• [EXERCISE MATERIAL]:
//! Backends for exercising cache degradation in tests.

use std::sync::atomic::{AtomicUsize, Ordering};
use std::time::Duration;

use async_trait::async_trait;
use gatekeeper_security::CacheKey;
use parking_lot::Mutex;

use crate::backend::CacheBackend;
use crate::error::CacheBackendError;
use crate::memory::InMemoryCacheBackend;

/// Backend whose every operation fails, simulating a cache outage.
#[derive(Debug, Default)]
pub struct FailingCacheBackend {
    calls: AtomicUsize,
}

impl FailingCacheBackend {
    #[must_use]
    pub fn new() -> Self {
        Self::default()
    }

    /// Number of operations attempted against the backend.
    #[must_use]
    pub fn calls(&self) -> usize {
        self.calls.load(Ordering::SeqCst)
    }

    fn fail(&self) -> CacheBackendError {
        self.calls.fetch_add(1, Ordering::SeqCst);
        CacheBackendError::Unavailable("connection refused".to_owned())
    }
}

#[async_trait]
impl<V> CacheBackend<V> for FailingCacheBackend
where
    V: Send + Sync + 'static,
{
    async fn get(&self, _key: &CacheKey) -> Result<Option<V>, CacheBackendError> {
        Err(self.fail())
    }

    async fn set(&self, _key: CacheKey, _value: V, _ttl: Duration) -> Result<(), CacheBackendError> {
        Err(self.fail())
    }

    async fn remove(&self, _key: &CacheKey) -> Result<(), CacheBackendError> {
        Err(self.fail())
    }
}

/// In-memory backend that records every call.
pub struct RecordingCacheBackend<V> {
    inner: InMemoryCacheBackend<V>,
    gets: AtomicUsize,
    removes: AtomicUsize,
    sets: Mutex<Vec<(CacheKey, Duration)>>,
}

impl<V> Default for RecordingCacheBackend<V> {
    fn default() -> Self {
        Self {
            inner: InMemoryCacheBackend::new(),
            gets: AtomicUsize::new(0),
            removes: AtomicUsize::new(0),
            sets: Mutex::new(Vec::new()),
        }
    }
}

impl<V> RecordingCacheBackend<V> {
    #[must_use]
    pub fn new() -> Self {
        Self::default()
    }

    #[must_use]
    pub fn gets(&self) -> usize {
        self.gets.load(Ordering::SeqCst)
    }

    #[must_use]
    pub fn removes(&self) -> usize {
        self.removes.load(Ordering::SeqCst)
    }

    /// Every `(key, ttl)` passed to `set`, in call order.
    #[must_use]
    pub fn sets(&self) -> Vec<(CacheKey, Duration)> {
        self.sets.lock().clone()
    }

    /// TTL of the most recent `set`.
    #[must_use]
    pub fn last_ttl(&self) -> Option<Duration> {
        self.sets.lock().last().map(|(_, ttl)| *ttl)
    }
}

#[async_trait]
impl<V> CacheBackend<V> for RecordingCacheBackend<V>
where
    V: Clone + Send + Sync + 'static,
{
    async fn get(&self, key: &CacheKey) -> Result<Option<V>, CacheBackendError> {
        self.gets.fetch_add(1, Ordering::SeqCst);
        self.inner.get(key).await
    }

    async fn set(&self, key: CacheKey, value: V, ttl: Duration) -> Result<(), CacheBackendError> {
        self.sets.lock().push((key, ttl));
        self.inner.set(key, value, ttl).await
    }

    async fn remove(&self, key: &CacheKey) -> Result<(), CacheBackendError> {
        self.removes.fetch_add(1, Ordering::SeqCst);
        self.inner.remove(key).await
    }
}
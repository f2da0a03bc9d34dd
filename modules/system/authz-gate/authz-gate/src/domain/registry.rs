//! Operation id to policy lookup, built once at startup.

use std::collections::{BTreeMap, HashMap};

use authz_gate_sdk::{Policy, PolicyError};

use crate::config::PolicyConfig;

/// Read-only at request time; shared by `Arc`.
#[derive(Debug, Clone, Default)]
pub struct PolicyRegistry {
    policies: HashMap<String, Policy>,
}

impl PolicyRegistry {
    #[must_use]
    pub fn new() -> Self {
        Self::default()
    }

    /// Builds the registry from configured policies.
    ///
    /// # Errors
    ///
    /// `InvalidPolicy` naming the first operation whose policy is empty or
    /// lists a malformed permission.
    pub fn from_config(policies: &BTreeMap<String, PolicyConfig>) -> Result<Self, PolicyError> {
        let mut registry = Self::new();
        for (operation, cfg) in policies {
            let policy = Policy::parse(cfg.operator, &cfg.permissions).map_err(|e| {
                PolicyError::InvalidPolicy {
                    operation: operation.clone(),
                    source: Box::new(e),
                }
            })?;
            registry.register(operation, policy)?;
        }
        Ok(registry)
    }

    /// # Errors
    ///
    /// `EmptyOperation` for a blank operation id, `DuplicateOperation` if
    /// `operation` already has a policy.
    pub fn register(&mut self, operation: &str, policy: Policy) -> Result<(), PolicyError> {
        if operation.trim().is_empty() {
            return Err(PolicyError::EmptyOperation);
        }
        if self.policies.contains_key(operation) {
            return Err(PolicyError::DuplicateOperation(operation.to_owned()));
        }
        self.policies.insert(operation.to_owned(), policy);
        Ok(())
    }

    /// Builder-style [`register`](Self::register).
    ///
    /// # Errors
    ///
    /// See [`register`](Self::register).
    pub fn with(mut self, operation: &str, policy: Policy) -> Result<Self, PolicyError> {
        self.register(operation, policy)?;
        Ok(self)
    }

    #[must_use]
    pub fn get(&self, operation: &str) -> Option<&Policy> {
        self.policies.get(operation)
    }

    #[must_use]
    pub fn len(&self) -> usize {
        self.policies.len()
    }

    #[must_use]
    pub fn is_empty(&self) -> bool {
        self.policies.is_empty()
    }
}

• [PROBLEM DETAILS]: Copy out, from the data above, every line holding the word "FailingCacheBackend".

• [EXERCISE SOLUTION]:
pub struct FailingCacheBackend {
impl FailingCacheBackend {
impl<V> CacheBackend<V> for FailingCacheBackend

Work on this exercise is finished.